An optimization process steers the future into particular regions of the
possible. I am visiting a distant city, and a local friend volunteers
to drive me to the airport. I do not know the neighborhood. When my
friend comes to a street intersection, I am at a loss to predict my
friend's turns, either individually or in sequence. Yet I can predict
the result of my friend's unpredictable actions: we will arrive at the
airport. Even if my friend's house were located elsewhere in the city,
so that my friend made a wholly different sequence of turns, I would
just as confidently predict our destination. Is this not a strange
situation to be in, scientifically speaking? I can predict the outcome
of a process, without being able to predict any of the intermediate
steps in the process. I will speak of the region into which an
optimization process steers the future as that optimizer's target.

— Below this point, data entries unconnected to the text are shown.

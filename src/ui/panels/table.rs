// ComboStats - ui/panels/table.rs
//
// Central panel: dataset tabs, the paginated striped grid of the current
// page, and first/prev/next/last navigation.
//
// Page changes are collected while the view is borrowed and applied after,
// so `state` is never mutated during the grid pass.

use crate::app::state::AppState;
use crate::core::dataset::{self, DatasetKind};
use crate::core::model::Value;
use crate::ui::theme;
use crate::util::constants::DATE_FORMAT;

/// Human-readable header for a dataset column.
pub fn column_label(column: &str) -> &str {
    match column {
        dataset::COL_COMBO => "Combo",
        dataset::COL_PLAYERS => "Players",
        dataset::COL_MATCHES => "Matches",
        dataset::COL_WINS => "Wins",
        dataset::COL_LOSSES => "Losses",
        dataset::COL_WIN_RATE => "Win rate %",
        dataset::COL_SERIES_TYPE => "Series type",
        dataset::COL_LENGTH => "Length",
        dataset::COL_START => "Start",
        dataset::COL_END => "End",
        dataset::COL_IN_PROGRESS => "In progress",
        dataset::COL_OPPONENT => "Opponent",
        other => other,
    }
}

/// Display text for one cell.
pub fn format_cell(value: &Value) -> String {
    match value {
        Value::Null => theme::MISSING_CELL.to_string(),
        Value::Float(f) => format!("{f:.1}"),
        Value::Date(d) => d.format(DATE_FORMAT).to_string(),
        Value::Bool(true) => "yes".to_string(),
        Value::Bool(false) => "no".to_string(),
        other => other.key(),
    }
}

/// Dataset tab strip. Switching tabs keeps every dataset's filters.
pub fn render_tabs(ui: &mut egui::Ui, state: &mut AppState) {
    ui.horizontal(|ui| {
        for kind in DatasetKind::all() {
            let (filtered, total) = state.row_counts(*kind);
            let label = format!("{} ({filtered}/{total})", kind.title());
            if ui
                .selectable_label(state.active == *kind, label)
                .clicked()
            {
                state.active = *kind;
            }
        }
    });
}

/// Render the grid and page controls for the active dataset.
pub fn render(ui: &mut egui::Ui, state: &mut AppState) {
    let kind = state.active;
    let page_size = state.config.page_size;
    let paginate = state.config.paginate;

    let Some(view) = state.view(kind) else {
        ui.centered_and_justified(|ui| {
            if state.load_in_progress {
                ui.label("Loading\u{2026}");
            } else if state.datasets.is_none() {
                ui.label("No data loaded.\nUse File \u{2192} Reload to query the database.");
            } else {
                ui.label("This table could not be computed. See the error above.");
            }
        });
        return;
    };

    if view.filtered.is_empty() {
        ui.centered_and_justified(|ui| {
            ui.label("No rows match the current filters.");
        });
        return;
    }

    let page = view.page;
    let page_count = view.page_count;
    let first_row = if paginate { (page - 1) * page_size } else { 0 };
    let dark_mode = state.config.dark_mode;
    let win_rate_col = view.visible.column_index(dataset::COL_WIN_RATE);

    let mut requested_page: Option<usize> = None;

    if paginate {
        ui.horizontal(|ui| {
            if ui
                .add_enabled(page > 1, egui::Button::new("\u{23ee} First"))
                .clicked()
            {
                requested_page = Some(1);
            }
            if ui
                .add_enabled(page > 1, egui::Button::new("\u{25c0} Prev"))
                .clicked()
            {
                requested_page = Some(page - 1);
            }
            ui.label(format!("Page {page} / {page_count}"));
            if ui
                .add_enabled(page < page_count, egui::Button::new("Next \u{25b6}"))
                .clicked()
            {
                requested_page = Some(page + 1);
            }
            if ui
                .add_enabled(page < page_count, egui::Button::new("Last \u{23ed}"))
                .clicked()
            {
                requested_page = Some(page_count);
            }
            ui.separator();
            ui.label(
                egui::RichText::new(format!(
                    "rows {}\u{2013}{} of {}",
                    first_row + 1,
                    first_row + view.visible.len(),
                    view.filtered.len()
                ))
                .weak(),
            );
        });
        ui.add_space(4.0);
    }

    egui::ScrollArea::both()
        .id_salt(("table", kind.id()))
        .auto_shrink([false; 2])
        .show(ui, |ui| {
            egui::Grid::new(("grid", kind.id()))
                .num_columns(view.visible.schema().len() + 1)
                .striped(true)
                .spacing(theme::CELL_SPACING)
                .show(ui, |ui| {
                    ui.strong("#");
                    for name in view.visible.schema().names() {
                        ui.strong(column_label(name));
                    }
                    ui.end_row();

                    for (i, row) in view.visible.rows().iter().enumerate() {
                        ui.label(
                            egui::RichText::new((first_row + i + 1).to_string()).weak(),
                        );
                        for (col, value) in row.iter().enumerate() {
                            let text = format_cell(value);
                            match (win_rate_col, value.as_f64()) {
                                (Some(rc), Some(rate)) if rc == col => {
                                    ui.colored_label(theme::win_rate_colour(rate, dark_mode), text);
                                }
                                _ => {
                                    ui.label(text);
                                }
                            }
                        }
                        ui.end_row();
                    }
                });
        });

    if let Some(p) = requested_page {
        state.set_page(kind, p);
    }
}

#[cfg(test)]
mod tests {
    use super::*;
    use chrono::NaiveDate;

    #[test]
    fn test_format_cell() {
        assert_eq!(format_cell(&Value::Null), "--");
        assert_eq!(format_cell(&Value::Float(66.666)), "66.7");
        assert_eq!(format_cell(&Value::Bool(true)), "yes");
        assert_eq!(
            format_cell(&Value::Date(NaiveDate::from_ymd_opt(2024, 1, 9).unwrap())),
            "2024-01-09"
        );
        assert_eq!(format_cell(&Value::Int(7)), "7");
    }

    #[test]
    fn test_column_label_falls_back_to_name() {
        assert_eq!(column_label("taux_victoire"), "Win rate %");
        assert_eq!(column_label("notes"), "notes");
    }
}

Consider a car, say a Toyota Corolla. Of all possible configurations
for the atoms making up the Corolla, only an infinitesimal fraction
qualify as a useful working car. If you assembled molecules at random,
many many ages of the universe would pass before you hit on a car. A
tiny fraction of the design space does describe vehicles that we would
recognize as faster, more efficient, and safer than the Corolla. Thus
the Corolla is not optimal under the designer's goals. The Corolla is,
however, optimized, because the designer had to hit a comparatively
infinitesimal target in design space just to create a working car, let
alone a car of the Corolla's quality. You cannot build so much as an
effective wagon by sawing boards randomly and nailing according to
coinflips. To hit such a tiny target in configuration space requires a
powerful optimization process.

The notion of an "optimization process" is predictively useful because
it can be easier to understand the target of an optimization process
than to understand its step-by-step dynamics. The above discussion of
the Corolla assumes implicitly that the designer of the Corolla was
trying to produce a "vehicle", a means of travel. This assumption
deserves to be made explicit, but it is not wrong.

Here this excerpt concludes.